How to complete this task — Count, in the data that follows, every line with the string "async", and give that count as the whole reply.
Information supplied: Begin
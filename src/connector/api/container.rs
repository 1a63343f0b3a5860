use std::path::PathBuf;
use std::sync::Arc;

use anyhow::Result;
use tracing::{debug, warn};

use crate::application::{
    CompletionService, GenerateReviewsUseCase, ResultRepository, SubmitQueryUseCase,
    ViewModelStore, DEFAULT_MAX_PARSE_ATTEMPTS,
};
use crate::connector::adapter::{GroqClient, JsonFileResultRepository, MockCompletion};
use crate::domain::{PromptMode, SamplingConfig, DEFAULT_TEMPERATURE};

pub struct ContainerConfig {
    /// Prompt mode used when a request does not name one.
    pub mode: PromptMode,
    pub temperature: f32,
    /// Completion calls allowed per query when the response cannot be parsed.
    pub max_parse_attempts: u32,
    /// Answer from the scripted mock instead of calling the completion service.
    pub mock_completion: bool,
    /// Mirror the last successful result to this JSON file.
    pub session_file: Option<PathBuf>,
}

impl Default for ContainerConfig {
    fn default() -> Self {
        Self {
            mode: PromptMode::default(),
            temperature: DEFAULT_TEMPERATURE,
            max_parse_attempts: DEFAULT_MAX_PARSE_ATTEMPTS,
            mock_completion: false,
            session_file: None,
        }
    }
}

pub struct Container {
    generate_use_case: Arc<GenerateReviewsUseCase>,
    result_repo: Option<Arc<dyn ResultRepository>>,
    config: ContainerConfig,
}

impl Container {
    pub fn new(config: ContainerConfig) -> Result<Self> {
        let completion_service: Arc<dyn CompletionService> = if config.mock_completion {
            debug!("Using mock completion service");
            Arc::new(MockCompletion::new())
        } else {
            let client = GroqClient::from_env();
            if !client.is_configured() {
                // Requests will fail with a configuration error until the key is set.
                warn!("GROQ_API_KEY is not configured");
            }
            debug!("Using completion endpoint {}", client.url());
            Arc::new(client)
        };

        Ok(Self::with_completion_service(config, completion_service))
    }

    /// Build a container around an existing completion service.
    pub fn with_completion_service(
        config: ContainerConfig,
        completion_service: Arc<dyn CompletionService>,
    ) -> Self {
        let sampling = SamplingConfig::new(completion_service.model_name())
            .with_temperature(config.temperature);

        let generate_use_case = Arc::new(
            GenerateReviewsUseCase::new(completion_service, sampling)
                .with_default_mode(config.mode)
                .with_max_parse_attempts(config.max_parse_attempts),
        );

        let result_repo = config.session_file.as_ref().map(|path| {
            debug!("Mirroring results to {}", path.display());
            Arc::new(JsonFileResultRepository::new(path.clone())) as Arc<dyn ResultRepository>
        });

        Self {
            generate_use_case,
            result_repo,
            config,
        }
    }

    pub fn generate_use_case(&self) -> Arc<GenerateReviewsUseCase> {
        self.generate_use_case.clone()
    }

    pub fn submit_use_case(&self) -> SubmitQueryUseCase {
        let use_case = SubmitQueryUseCase::new(self.generate_use_case.clone());

        match self.result_repo.clone() {
            Some(repo) => use_case.with_result_repository(repo),
            None => use_case,
        }
    }

    /// A store primed from the session mirror, or an empty one.
    pub async fn view_model_store(&self) -> Result<ViewModelStore> {
        Ok(self.submit_use_case().restore().await?)
    }

    pub fn mode(&self) -> PromptMode {
        self.config.mode
    }

    pub fn session_file(&self) -> Option<&PathBuf> {
        self.config.session_file.as_ref()
    }
}
use anyhow::Result;

use crate::cli::Commands;

use super::container::Container;
use super::controller::{QueryController, ResetController, ResultController, SampleController};

pub struct Router<'a> {
    query_controller: QueryController<'a>,
    result_controller: ResultController<'a>,
    reset_controller: ResetController<'a>,
    sample_controller: SampleController<'a>,
}

impl<'a> Router<'a> {
    pub fn new(container: &'a Container) -> Self {
        Self {
            query_controller: QueryController::new(container),
            result_controller: ResultController::new(container),
            reset_controller: ResetController::new(container),
            sample_controller: SampleController::new(container),
        }
    }

    pub async fn route(&self, command: Commands) -> Result<String> {
        match command {
            Commands::Query {
                company_name,
                company_address,
                extra_info,
                review_type,
                format,
            } => {
                self.query_controller
                    .query(company_name, company_address, extra_info, review_type, format)
                    .await
            }
            Commands::Result { format } => self.result_controller.result(format).await,
            Commands::Reset => self.reset_controller.reset().await,
            Commands::Sample { format } => self.sample_controller.sample(format),
            Commands::Serve { .. } => unreachable!("Serve command is handled separately in main"),
        }
    }
}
Information supplied: End
Completed task — 2